=== Section Start ===

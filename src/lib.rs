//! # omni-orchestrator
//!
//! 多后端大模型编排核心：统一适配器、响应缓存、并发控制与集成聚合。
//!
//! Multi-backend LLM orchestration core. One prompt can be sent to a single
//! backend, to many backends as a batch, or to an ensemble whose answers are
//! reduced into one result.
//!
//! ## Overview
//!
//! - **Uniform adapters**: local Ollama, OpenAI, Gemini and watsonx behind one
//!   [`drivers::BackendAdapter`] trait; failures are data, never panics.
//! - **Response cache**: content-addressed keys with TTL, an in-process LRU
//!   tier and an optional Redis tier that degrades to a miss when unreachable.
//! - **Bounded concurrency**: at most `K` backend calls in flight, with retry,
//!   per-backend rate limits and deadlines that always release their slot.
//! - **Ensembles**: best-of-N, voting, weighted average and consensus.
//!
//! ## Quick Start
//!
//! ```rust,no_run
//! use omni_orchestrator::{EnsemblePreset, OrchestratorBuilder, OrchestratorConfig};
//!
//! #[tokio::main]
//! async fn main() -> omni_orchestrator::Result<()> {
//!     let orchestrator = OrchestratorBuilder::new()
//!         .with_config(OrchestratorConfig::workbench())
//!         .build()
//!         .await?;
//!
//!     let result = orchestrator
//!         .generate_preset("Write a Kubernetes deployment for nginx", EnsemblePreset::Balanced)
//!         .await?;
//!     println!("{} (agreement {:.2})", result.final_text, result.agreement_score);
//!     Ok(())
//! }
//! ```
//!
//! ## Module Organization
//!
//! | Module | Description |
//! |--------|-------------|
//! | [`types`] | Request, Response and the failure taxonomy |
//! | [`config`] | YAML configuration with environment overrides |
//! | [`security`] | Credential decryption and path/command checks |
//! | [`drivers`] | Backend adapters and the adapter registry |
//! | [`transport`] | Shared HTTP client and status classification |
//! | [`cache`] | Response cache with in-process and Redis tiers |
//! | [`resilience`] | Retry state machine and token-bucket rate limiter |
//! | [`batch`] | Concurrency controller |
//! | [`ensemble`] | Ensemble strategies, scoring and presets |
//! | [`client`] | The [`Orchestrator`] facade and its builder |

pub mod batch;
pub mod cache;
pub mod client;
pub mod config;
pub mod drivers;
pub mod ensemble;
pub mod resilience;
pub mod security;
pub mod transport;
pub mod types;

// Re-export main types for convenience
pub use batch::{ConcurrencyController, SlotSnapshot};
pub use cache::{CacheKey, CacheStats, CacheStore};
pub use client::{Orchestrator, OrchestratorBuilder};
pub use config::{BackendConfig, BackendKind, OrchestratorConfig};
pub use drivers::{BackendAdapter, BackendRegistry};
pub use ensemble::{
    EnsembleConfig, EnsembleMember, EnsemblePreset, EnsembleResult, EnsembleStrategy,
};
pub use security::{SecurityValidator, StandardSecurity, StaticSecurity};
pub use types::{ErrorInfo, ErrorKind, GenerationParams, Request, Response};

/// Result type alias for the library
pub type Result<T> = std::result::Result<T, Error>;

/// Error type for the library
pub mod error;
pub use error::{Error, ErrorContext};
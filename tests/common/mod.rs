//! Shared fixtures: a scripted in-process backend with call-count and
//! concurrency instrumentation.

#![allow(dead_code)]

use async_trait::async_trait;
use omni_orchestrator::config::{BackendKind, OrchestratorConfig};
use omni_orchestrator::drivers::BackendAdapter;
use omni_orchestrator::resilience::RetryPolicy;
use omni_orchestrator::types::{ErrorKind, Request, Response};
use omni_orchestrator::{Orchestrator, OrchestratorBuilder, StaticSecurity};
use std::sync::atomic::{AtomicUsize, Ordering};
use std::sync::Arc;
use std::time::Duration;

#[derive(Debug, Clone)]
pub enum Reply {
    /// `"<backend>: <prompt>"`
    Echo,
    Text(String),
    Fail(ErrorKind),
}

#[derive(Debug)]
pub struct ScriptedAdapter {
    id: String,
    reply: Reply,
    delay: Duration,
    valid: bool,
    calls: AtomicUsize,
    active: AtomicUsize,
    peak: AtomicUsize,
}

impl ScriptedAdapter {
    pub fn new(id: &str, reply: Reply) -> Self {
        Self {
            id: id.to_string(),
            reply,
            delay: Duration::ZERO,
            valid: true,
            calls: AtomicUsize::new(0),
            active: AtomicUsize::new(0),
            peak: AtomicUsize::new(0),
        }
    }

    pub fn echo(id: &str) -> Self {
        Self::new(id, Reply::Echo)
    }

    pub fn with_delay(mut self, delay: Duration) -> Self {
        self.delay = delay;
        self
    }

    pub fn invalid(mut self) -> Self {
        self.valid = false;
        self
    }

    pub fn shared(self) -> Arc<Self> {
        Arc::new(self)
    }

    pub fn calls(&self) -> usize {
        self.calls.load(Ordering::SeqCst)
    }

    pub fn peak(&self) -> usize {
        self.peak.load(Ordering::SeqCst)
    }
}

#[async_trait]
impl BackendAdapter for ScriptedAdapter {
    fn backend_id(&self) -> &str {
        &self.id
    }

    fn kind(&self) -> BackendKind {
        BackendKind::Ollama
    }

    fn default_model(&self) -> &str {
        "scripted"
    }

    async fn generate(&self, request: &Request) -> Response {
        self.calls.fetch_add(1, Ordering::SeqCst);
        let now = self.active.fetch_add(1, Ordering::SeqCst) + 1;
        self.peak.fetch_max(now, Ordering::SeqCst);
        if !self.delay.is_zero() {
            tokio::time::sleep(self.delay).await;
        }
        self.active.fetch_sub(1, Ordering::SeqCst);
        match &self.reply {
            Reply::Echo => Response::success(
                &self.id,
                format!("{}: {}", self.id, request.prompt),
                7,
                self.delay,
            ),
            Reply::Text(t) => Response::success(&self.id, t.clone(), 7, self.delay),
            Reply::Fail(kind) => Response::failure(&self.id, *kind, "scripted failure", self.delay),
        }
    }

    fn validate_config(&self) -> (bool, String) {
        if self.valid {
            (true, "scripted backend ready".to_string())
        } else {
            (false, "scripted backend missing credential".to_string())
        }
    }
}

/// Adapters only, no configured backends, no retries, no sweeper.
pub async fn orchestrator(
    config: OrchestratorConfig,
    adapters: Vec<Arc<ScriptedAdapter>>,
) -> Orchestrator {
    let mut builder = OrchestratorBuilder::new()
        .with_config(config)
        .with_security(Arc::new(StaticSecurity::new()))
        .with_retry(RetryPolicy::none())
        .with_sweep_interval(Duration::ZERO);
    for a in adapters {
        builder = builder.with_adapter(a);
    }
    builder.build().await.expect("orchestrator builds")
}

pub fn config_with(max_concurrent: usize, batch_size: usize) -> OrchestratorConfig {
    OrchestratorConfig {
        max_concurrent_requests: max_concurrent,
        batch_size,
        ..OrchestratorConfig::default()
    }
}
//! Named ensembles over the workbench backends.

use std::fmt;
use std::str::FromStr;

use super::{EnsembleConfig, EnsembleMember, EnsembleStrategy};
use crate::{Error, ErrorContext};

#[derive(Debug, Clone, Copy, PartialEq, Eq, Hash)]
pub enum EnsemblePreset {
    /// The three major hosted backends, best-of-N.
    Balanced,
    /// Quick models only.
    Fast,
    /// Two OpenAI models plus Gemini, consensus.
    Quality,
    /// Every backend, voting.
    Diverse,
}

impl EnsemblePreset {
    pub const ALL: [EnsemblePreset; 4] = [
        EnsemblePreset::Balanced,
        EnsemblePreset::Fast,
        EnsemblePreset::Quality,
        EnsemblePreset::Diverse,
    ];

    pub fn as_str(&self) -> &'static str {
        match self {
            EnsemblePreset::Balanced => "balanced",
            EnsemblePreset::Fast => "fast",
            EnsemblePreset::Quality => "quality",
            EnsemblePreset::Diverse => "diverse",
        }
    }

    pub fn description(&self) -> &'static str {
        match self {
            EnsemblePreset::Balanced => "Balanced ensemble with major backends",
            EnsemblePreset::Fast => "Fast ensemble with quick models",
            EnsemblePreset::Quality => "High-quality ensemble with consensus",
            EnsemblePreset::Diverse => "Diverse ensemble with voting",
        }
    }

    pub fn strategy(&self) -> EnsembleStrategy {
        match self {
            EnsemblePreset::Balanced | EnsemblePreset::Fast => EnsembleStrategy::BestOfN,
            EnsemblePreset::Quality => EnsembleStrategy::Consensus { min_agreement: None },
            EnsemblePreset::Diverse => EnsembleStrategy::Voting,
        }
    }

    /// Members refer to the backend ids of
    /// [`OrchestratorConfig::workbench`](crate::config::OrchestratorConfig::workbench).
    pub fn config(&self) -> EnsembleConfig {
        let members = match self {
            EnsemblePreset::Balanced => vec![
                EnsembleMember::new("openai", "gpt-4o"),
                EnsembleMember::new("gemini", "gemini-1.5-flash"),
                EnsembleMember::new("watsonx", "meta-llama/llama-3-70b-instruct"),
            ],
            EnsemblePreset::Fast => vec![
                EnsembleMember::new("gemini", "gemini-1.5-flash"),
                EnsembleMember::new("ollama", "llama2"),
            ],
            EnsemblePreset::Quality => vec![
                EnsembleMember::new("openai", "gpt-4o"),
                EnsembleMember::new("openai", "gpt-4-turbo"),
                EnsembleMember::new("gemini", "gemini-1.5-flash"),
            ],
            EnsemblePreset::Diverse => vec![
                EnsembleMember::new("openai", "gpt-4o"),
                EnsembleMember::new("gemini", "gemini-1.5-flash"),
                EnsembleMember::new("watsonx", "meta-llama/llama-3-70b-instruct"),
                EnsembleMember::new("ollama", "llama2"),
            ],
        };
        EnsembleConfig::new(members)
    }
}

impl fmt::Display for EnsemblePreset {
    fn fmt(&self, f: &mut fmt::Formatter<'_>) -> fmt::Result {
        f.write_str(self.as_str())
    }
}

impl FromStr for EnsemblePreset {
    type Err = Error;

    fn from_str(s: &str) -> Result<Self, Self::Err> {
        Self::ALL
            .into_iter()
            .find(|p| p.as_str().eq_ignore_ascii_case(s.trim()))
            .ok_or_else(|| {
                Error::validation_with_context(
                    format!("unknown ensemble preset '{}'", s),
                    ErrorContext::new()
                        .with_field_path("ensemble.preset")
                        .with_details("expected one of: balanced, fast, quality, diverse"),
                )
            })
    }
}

=== Section End ===
=== Section Start ===

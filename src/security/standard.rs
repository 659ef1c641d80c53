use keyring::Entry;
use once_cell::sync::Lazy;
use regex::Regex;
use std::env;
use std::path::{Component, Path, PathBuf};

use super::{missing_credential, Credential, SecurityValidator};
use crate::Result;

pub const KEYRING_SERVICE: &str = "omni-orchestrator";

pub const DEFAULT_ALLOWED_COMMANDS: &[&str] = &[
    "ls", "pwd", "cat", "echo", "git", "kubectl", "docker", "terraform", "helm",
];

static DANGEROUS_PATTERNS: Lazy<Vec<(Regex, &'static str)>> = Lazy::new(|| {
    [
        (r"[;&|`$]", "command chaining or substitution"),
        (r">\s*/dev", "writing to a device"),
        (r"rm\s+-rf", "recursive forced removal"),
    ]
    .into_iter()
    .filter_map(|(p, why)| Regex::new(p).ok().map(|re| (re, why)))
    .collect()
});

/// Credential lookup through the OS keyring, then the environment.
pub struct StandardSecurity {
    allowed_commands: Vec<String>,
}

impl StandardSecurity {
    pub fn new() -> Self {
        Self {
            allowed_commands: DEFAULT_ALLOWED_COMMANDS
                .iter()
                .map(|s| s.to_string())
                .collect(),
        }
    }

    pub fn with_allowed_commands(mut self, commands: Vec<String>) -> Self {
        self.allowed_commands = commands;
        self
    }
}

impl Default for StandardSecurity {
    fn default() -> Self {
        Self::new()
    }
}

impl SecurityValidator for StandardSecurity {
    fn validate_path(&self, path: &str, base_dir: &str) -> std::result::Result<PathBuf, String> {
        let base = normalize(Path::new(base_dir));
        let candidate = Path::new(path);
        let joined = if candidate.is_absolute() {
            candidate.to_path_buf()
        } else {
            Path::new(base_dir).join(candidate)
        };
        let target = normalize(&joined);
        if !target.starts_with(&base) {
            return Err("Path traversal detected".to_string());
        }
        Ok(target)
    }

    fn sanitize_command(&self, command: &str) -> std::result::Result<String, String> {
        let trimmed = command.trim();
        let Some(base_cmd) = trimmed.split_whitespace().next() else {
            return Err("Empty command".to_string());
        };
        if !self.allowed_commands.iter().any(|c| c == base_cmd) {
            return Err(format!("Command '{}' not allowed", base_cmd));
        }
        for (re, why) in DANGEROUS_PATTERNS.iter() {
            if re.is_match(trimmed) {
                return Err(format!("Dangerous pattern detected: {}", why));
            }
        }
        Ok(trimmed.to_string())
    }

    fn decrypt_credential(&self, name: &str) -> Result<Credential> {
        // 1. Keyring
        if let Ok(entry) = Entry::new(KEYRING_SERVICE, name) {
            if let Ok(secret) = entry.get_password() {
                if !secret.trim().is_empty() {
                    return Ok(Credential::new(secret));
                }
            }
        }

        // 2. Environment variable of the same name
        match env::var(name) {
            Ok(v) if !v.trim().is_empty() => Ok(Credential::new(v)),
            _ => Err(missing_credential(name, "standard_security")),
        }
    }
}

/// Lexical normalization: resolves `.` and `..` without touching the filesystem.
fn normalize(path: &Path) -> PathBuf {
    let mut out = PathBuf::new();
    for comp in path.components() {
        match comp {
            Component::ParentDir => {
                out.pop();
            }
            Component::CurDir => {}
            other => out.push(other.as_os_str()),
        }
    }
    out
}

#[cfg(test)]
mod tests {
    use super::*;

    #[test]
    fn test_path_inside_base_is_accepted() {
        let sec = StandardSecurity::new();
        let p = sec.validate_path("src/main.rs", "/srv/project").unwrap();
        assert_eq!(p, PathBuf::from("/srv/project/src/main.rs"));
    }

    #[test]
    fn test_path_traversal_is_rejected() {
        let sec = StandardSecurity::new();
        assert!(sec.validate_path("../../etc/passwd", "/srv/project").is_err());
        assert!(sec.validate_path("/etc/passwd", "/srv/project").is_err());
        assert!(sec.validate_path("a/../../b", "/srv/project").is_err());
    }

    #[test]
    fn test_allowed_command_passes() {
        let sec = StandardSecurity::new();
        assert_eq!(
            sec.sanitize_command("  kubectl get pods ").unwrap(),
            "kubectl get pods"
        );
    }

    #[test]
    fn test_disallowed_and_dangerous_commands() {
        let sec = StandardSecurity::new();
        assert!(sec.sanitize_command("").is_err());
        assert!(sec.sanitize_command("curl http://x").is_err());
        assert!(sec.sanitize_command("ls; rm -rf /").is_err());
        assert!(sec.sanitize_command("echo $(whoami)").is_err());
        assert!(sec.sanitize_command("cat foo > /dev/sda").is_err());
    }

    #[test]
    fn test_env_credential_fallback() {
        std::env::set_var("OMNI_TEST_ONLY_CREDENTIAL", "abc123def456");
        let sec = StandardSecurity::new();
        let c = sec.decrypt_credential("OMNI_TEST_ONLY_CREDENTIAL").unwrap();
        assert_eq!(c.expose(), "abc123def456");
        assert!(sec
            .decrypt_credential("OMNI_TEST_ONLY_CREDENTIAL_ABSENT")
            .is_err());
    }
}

=== Section End ===
=== Section Start ===

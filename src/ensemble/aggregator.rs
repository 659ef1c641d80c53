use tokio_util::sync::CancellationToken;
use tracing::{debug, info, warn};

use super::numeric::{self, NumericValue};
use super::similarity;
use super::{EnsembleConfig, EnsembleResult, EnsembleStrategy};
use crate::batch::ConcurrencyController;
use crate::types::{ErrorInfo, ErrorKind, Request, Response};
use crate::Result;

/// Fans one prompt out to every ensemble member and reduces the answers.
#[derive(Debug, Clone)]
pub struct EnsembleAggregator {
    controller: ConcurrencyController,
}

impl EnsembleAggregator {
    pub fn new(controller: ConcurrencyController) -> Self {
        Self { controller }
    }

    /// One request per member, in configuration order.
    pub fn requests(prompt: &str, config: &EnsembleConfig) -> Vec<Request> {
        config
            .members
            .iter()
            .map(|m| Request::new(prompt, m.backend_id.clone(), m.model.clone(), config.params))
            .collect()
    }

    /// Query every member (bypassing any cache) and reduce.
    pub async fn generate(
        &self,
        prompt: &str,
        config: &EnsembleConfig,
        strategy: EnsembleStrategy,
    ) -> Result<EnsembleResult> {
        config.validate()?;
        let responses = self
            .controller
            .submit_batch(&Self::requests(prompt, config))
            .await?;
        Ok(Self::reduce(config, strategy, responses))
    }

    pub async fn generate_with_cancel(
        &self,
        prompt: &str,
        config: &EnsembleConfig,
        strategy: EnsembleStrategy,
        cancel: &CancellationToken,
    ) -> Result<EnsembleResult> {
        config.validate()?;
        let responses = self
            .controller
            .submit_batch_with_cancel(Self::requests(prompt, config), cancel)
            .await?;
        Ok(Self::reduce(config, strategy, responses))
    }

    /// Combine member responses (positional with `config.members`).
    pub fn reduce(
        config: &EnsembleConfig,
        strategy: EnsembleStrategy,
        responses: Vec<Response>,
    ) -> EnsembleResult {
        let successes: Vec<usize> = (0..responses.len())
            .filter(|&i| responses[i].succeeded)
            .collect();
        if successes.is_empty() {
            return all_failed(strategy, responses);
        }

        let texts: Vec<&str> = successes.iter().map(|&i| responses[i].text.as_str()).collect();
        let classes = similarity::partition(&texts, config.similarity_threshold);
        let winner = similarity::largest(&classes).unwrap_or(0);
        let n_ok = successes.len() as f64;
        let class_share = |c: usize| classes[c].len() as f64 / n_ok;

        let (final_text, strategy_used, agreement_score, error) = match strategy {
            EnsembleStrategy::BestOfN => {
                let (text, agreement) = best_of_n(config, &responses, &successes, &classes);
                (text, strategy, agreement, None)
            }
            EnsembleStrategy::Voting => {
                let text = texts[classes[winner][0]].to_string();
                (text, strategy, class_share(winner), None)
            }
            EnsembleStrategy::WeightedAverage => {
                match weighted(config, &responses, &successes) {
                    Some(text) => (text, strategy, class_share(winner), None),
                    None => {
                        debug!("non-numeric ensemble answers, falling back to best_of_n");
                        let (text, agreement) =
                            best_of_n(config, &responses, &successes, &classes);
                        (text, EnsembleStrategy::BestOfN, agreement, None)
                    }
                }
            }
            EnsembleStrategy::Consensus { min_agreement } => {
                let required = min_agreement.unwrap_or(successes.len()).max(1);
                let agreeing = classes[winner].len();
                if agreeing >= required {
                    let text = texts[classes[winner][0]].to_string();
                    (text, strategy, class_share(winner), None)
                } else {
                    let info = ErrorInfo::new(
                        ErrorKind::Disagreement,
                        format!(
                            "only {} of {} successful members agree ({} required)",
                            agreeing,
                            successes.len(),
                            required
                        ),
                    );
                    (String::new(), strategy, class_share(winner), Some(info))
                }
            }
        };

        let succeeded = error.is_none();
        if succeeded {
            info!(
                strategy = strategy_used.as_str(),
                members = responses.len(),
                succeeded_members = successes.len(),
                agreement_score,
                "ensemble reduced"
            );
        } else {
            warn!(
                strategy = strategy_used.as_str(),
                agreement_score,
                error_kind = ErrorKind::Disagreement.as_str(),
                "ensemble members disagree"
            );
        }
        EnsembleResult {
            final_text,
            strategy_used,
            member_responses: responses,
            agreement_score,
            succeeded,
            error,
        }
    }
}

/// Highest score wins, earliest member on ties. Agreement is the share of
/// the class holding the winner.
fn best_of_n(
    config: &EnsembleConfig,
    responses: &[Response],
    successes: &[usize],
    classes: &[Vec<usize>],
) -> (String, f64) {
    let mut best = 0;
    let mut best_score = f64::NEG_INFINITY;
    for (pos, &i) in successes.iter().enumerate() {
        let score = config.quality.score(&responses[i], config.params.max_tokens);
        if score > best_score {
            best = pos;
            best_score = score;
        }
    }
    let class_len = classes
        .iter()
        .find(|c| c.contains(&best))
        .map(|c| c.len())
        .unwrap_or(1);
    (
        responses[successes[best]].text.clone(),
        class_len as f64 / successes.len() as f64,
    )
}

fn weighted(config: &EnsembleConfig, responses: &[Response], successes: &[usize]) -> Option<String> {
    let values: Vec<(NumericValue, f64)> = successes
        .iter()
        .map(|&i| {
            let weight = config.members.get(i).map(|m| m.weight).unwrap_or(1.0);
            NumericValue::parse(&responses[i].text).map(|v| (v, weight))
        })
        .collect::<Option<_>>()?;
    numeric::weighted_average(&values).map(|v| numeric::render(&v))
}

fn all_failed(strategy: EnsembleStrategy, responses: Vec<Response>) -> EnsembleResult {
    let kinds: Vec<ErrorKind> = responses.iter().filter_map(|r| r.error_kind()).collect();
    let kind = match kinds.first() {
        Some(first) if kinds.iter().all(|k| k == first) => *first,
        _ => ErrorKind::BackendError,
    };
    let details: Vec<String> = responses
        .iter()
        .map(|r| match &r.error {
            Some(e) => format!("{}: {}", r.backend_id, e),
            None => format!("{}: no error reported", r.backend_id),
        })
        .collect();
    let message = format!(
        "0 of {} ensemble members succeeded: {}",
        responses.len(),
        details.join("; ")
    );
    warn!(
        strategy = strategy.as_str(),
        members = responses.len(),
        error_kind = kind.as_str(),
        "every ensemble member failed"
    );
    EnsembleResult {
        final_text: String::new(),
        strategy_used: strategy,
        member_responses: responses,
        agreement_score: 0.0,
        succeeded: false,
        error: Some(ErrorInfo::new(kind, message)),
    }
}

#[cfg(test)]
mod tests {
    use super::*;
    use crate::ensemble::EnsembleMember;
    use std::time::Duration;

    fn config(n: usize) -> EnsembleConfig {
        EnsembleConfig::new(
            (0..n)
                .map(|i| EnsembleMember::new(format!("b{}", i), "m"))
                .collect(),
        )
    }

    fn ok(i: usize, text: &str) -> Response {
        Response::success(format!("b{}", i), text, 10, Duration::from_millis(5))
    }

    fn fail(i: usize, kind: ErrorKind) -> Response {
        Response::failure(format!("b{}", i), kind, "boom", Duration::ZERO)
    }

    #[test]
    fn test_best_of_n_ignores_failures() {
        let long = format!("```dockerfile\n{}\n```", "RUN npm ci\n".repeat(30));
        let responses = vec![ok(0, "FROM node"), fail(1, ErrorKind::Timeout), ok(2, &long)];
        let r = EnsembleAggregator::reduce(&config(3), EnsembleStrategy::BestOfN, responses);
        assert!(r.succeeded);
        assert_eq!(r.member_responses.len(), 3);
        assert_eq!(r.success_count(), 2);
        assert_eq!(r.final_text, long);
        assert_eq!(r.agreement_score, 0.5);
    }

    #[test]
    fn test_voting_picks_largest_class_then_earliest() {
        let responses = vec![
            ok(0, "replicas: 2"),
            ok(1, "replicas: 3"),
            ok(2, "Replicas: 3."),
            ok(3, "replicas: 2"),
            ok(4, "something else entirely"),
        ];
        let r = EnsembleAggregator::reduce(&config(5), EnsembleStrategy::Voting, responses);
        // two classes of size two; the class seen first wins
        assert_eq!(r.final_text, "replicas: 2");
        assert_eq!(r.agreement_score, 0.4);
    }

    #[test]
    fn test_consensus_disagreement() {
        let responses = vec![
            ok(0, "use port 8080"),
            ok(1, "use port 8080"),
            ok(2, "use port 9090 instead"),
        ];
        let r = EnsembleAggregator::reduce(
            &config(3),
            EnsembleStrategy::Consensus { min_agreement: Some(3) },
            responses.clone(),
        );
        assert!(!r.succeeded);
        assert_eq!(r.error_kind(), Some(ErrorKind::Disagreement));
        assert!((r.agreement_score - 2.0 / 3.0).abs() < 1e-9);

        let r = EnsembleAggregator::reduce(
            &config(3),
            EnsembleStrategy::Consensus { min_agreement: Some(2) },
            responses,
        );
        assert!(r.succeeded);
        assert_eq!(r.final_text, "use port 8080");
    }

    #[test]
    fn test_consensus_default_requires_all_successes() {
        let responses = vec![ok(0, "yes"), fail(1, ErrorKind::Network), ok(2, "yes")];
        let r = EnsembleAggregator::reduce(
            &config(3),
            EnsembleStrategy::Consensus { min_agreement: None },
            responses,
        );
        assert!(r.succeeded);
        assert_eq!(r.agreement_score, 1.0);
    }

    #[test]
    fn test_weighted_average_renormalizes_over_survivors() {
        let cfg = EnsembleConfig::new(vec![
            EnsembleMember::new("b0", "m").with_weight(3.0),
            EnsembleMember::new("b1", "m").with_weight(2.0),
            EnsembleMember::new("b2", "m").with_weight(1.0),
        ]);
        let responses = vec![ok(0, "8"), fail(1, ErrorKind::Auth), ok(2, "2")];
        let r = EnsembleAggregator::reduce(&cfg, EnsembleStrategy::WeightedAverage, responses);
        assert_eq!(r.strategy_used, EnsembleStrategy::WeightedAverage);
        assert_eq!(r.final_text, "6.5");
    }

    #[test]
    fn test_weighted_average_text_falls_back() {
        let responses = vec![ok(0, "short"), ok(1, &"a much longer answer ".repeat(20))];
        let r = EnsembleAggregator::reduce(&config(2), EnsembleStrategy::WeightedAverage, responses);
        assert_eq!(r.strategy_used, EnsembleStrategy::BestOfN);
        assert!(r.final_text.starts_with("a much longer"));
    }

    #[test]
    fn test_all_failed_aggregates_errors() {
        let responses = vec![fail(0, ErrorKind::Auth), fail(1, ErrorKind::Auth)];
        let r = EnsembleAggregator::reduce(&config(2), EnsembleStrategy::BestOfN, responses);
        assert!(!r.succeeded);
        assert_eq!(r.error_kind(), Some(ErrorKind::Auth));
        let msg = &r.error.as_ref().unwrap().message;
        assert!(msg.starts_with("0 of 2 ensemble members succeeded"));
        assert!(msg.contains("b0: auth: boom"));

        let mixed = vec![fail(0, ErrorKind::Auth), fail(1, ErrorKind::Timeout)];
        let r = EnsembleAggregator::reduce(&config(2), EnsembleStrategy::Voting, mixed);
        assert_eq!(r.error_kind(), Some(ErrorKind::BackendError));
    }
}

=== Section End ===

(ACTIVITY): From the data above, output exactly the lines between the one containing "adapter registry |" and the one containing "use async_trait::async_trait;", counting both of them.

(YOUR RESPONSE):
//! | [`drivers`] | Backend adapters and the adapter registry |
//! | [`transport`] | Shared HTTP client and status classification |
//! | [`cache`] | Response cache with in-process and Redis tiers |
//! | [`resilience`] | Retry state machine and token-bucket rate limiter |
//! | [`batch`] | Concurrency controller |
//! | [`ensemble`] | Ensemble strategies, scoring and presets |
//! | [`client`] | The [`Orchestrator`] facade and its builder |

pub mod batch;
pub mod cache;
pub mod client;
pub mod config;
pub mod drivers;
pub mod ensemble;
pub mod resilience;
pub mod security;
pub mod transport;
pub mod types;

// Re-export main types for convenience
pub use batch::{ConcurrencyController, SlotSnapshot};
pub use cache::{CacheKey, CacheStats, CacheStore};
pub use client::{Orchestrator, OrchestratorBuilder};
pub use config::{BackendConfig, BackendKind, OrchestratorConfig};
pub use drivers::{BackendAdapter, BackendRegistry};
pub use ensemble::{
    EnsembleConfig, EnsembleMember, EnsemblePreset, EnsembleResult, EnsembleStrategy,
};
pub use security::{SecurityValidator, StandardSecurity, StaticSecurity};
pub use types::{ErrorInfo, ErrorKind, GenerationParams, Request, Response};

/// Result type alias for the library
pub type Result<T> = std::result::Result<T, Error>;

/// Error type for the library
pub mod error;
pub use error::{Error, ErrorContext};
filename tests/common/mod.rs
//! Shared fixtures: a scripted in-process backend with call-count and
//! concurrency instrumentation.

#![allow(dead_code)]

use async_trait::async_trait;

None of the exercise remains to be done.